# EXERCISE DETAILS:
Every entry below must appear again, exactly as written.

# DATA FOR THE TASK:
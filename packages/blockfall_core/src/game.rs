//! One local game: arena, falling piece and the change-event stream.
//!
//! Every mutation that a remote viewer could notice emits exactly one
//! [`GameEvent`] per observable change, in the order the changes happen.
//! The receiving half is handed out once, at construction.

use rand::SeedableRng;
use rand::rngs::StdRng;
use tokio::sync::mpsc;
use tracing::debug;

use crate::arena::Arena;
use crate::piece::PieceKind;
use crate::player::{DROP_FAST_MS, DROP_SLOW_MS, Player};
use crate::state::{ArenaState, PlayerState, Position, SerializedGameState};

pub const DEFAULT_WIDTH: usize = 12;
pub const DEFAULT_HEIGHT: usize = 20;

#[derive(Debug, Clone, Copy, PartialEq, Eq)]
pub enum GameEvent {
    PositionChanged(Position),
    PieceChanged,
    BoardChanged,
    ScoreChanged(u64),
}

/// Single subscriber for a game's change events.
pub type GameEvents = mpsc::UnboundedReceiver<GameEvent>;

pub struct Game {
    arena: Arena,
    player: Player,
    rng: StdRng,
    events: mpsc::UnboundedSender<GameEvent>,
}

impl Game {
    pub fn new(width: usize, height: usize) -> (Self, GameEvents) {
        Self::with_rng(width, height, StdRng::from_os_rng())
    }

    /// Deterministic piece sequence for a given seed.
    pub fn with_seed(width: usize, height: usize, seed: u64) -> (Self, GameEvents) {
        Self::with_rng(width, height, StdRng::seed_from_u64(seed))
    }

    fn with_rng(width: usize, height: usize, mut rng: StdRng) -> (Self, GameEvents) {
        let (events, rx) = mpsc::unbounded_channel();
        let piece = PieceKind::random(&mut rng).matrix();
        let mut game = Self {
            arena: Arena::new(width, height),
            player: Player::new(piece),
            rng,
            events,
        };
        game.center_piece();
        (game, rx)
    }

    pub fn arena(&self) -> &Arena {
        &self.arena
    }

    pub fn player(&self) -> &Player {
        &self.player
    }

    pub fn serialize(&self) -> SerializedGameState {
        SerializedGameState {
            arena: ArenaState {
                matrix: self.arena.matrix().clone(),
            },
            player: PlayerState {
                matrix: self.player.matrix.clone(),
                pos: self.player.pos,
                score: self.player.score,
            },
        }
    }

    /// Advances gravity by `delta_ms`.
    pub fn update(&mut self, delta_ms: u64) {
        self.player.drop_counter += delta_ms;
        if self.player.drop_counter > self.player.drop_interval {
            self.drop_piece();
        }
    }

    pub fn set_fast_drop(&mut self, fast: bool) {
        self.player.drop_interval = if fast { DROP_FAST_MS } else { DROP_SLOW_MS };
    }

    /// Moves the piece one row down, locking it when it lands.
    pub fn drop_piece(&mut self) {
        self.player.pos.y += 1;
        self.player.drop_counter = 0;
        if self.collides() {
            self.player.pos.y -= 1;
            self.arena.merge(&self.player.matrix, self.player.pos);
            self.emit(GameEvent::BoardChanged);
            self.reset();
            let earned = self.arena.sweep();
            self.emit(GameEvent::BoardChanged);
            self.player.score += earned;
            self.emit(GameEvent::ScoreChanged(self.player.score));
            return;
        }
        self.emit(GameEvent::PositionChanged(self.player.pos));
    }

    /// Shifts the piece horizontally; blocked moves are silent.
    pub fn shift(&mut self, dir: i32) {
        self.player.pos.x += dir;
        if self.collides() {
            self.player.pos.x -= dir;
            return;
        }
        self.emit(GameEvent::PositionChanged(self.player.pos));
    }

    /// Rotates with a simple wall kick. Reverts when no kick fits.
    pub fn rotate(&mut self, dir: i32) {
        let start_x = self.player.pos.x;
        let mut offset: i32 = 1;
        self.player.matrix.rotate(dir);
        while self.collides() {
            self.player.pos.x += offset;
            offset = -(offset + if offset > 0 { 1 } else { -1 });
            if offset > self.player.matrix.width() as i32 {
                self.player.matrix.rotate(-dir);
                self.player.pos.x = start_x;
                return;
            }
        }
        self.emit(GameEvent::PieceChanged);
    }

    /// Spawns a new random piece at the top. A blocked spawn ends the round:
    /// the board is cleared and the score resets.
    pub fn reset(&mut self) {
        self.player.matrix = PieceKind::random(&mut self.rng).matrix();
        if self.center_piece() {
            debug!(score = self.player.score, "Spawn blocked, round over");
            self.arena.clear();
            self.emit(GameEvent::BoardChanged);
            self.player.score = 0;
            self.emit(GameEvent::ScoreChanged(0));
        }
        self.emit(GameEvent::PositionChanged(self.player.pos));
        self.emit(GameEvent::PieceChanged);
    }

    /// Places the current piece at the spawn point; returns whether it collides there.
    fn center_piece(&mut self) -> bool {
        self.player.pos = Position {
            x: (self.arena.width() / 2) as i32 - (self.player.matrix.width() / 2) as i32,
            y: 0,
        };
        self.collides()
    }

    fn collides(&self) -> bool {
        self.arena.collide(&self.player.matrix, self.player.pos)
    }

    fn emit(&self, event: GameEvent) {
        // A dropped receiver means nobody is watching; the game keeps running.
        let _ = self.events.send(event);
    }
}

# RESPONSE BOX:
filename packages/blockfall_core/src/game.rs
//! One local game: arena, falling piece and the change-event stream.
//!
//! Every mutation that a remote viewer could notice emits exactly one
//! [`GameEvent`] per observable change, in the order the changes happen.
//! The receiving half is handed out once, at construction.

use rand::SeedableRng;
use rand::rngs::StdRng;
use tokio::sync::mpsc;
use tracing::debug;

use crate::arena::Arena;
use crate::piece::PieceKind;
use crate::player::{DROP_FAST_MS, DROP_SLOW_MS, Player};
use crate::state::{ArenaState, PlayerState, Position, SerializedGameState};

pub const DEFAULT_WIDTH: usize = 12;
pub const DEFAULT_HEIGHT: usize = 20;

#[derive(Debug, Clone, Copy, PartialEq, Eq)]
pub enum GameEvent {
    PositionChanged(Position),
    PieceChanged,
    BoardChanged,
    ScoreChanged(u64),
}

/// Single subscriber for a game's change events.
pub type GameEvents = mpsc::UnboundedReceiver<GameEvent>;

pub struct Game {
    arena: Arena,
    player: Player,
    rng: StdRng,
    events: mpsc::UnboundedSender<GameEvent>,
}

impl Game {
    pub fn new(width: usize, height: usize) -> (Self, GameEvents) {
        Self::with_rng(width, height, StdRng::from_os_rng())
    }

    /// Deterministic piece sequence for a given seed.
    pub fn with_seed(width: usize, height: usize, seed: u64) -> (Self, GameEvents) {
        Self::with_rng(width, height, StdRng::seed_from_u64(seed))
    }

    fn with_rng(width: usize, height: usize, mut rng: StdRng) -> (Self, GameEvents) {
        let (events, rx) = mpsc::unbounded_channel();
        let piece = PieceKind::random(&mut rng).matrix();
        let mut game = Self {
            arena: Arena::new(width, height),
            player: Player::new(piece),
            rng,
            events,
        };
        game.center_piece();
        (game, rx)
    }

    pub fn arena(&self) -> &Arena {
        &self.arena
    }

    pub fn player(&self) -> &Player {
        &self.player
    }

    pub fn serialize(&self) -> SerializedGameState {
        SerializedGameState {
            arena: ArenaState {
                matrix: self.arena.matrix().clone(),
            },
            player: PlayerState {
                matrix: self.player.matrix.clone(),
                pos: self.player.pos,
                score: self.player.score,
            },
        }
    }

    /// Advances gravity by `delta_ms`.
    pub fn update(&mut self, delta_ms: u64) {
        self.player.drop_counter += delta_ms;
        if self.player.drop_counter > self.player.drop_interval {
            self.drop_piece();
        }
    }

    pub fn set_fast_drop(&mut self, fast: bool) {
        self.player.drop_interval = if fast { DROP_FAST_MS } else { DROP_SLOW_MS };
    }

    /// Moves the piece one row down, locking it when it lands.
    pub fn drop_piece(&mut self) {
        self.player.pos.y += 1;
        self.player.drop_counter = 0;
        if self.collides() {
            self.player.pos.y -= 1;
            self.arena.merge(&self.player.matrix, self.player.pos);
            self.emit(GameEvent::BoardChanged);
            self.reset();
            let earned = self.arena.sweep();
            self.emit(GameEvent::BoardChanged);
            self.player.score += earned;
            self.emit(GameEvent::ScoreChanged(self.player.score));
            return;
        }
        self.emit(GameEvent::PositionChanged(self.player.pos));
    }

    /// Shifts the piece horizontally; blocked moves are silent.
    pub fn shift(&mut self, dir: i32) {
        self.player.pos.x += dir;
        if self.collides() {
            self.player.pos.x -= dir;
            return;
        }
        self.emit(GameEvent::PositionChanged(self.player.pos));
    }

    /// Rotates with a simple wall kick. Reverts when no kick fits.
    pub fn rotate(&mut self, dir: i32) {
        let start_x = self.player.pos.x;
        let mut offset: i32 = 1;
        self.player.matrix.rotate(dir);
        while self.collides() {
            self.player.pos.x += offset;
            offset = -(offset + if offset > 0 { 1 } else { -1 });
            if offset > self.player.matrix.width() as i32 {
                self.player.matrix.rotate(-dir);
                self.player.pos.x = start_x;
                return;
            }
        }
        self.emit(GameEvent::PieceChanged);
    }

    /// Spawns a new random piece at the top. A blocked spawn ends the round:
    /// the board is cleared and the score resets.
    pub fn reset(&mut self) {
        self.player.matrix = PieceKind::random(&mut self.rng).matrix();
        if self.center_piece() {
            debug!(score = self.player.score, "Spawn blocked, round over");
            self.arena.clear();
            self.emit(GameEvent::BoardChanged);
            self.player.score = 0;
            self.emit(GameEvent::ScoreChanged(0));
        }
        self.emit(GameEvent::PositionChanged(self.player.pos));
        self.emit(GameEvent::PieceChanged);
    }

    /// Places the current piece at the spawn point; returns whether it collides there.
    fn center_piece(&mut self) -> bool {
        self.player.pos = Position {
            x: (self.arena.width() / 2) as i32 - (self.player.matrix.width() / 2) as i32,
            y: 0,
        };
        self.collides()
    }

    fn collides(&self) -> bool {
        self.arena.collide(&self.player.matrix, self.player.pos)
    }

    fn emit(&self, event: GameEvent) {
        // A dropped receiver means nobody is watching; the game keeps running.
        let _ = self.events.send(event);
    }
}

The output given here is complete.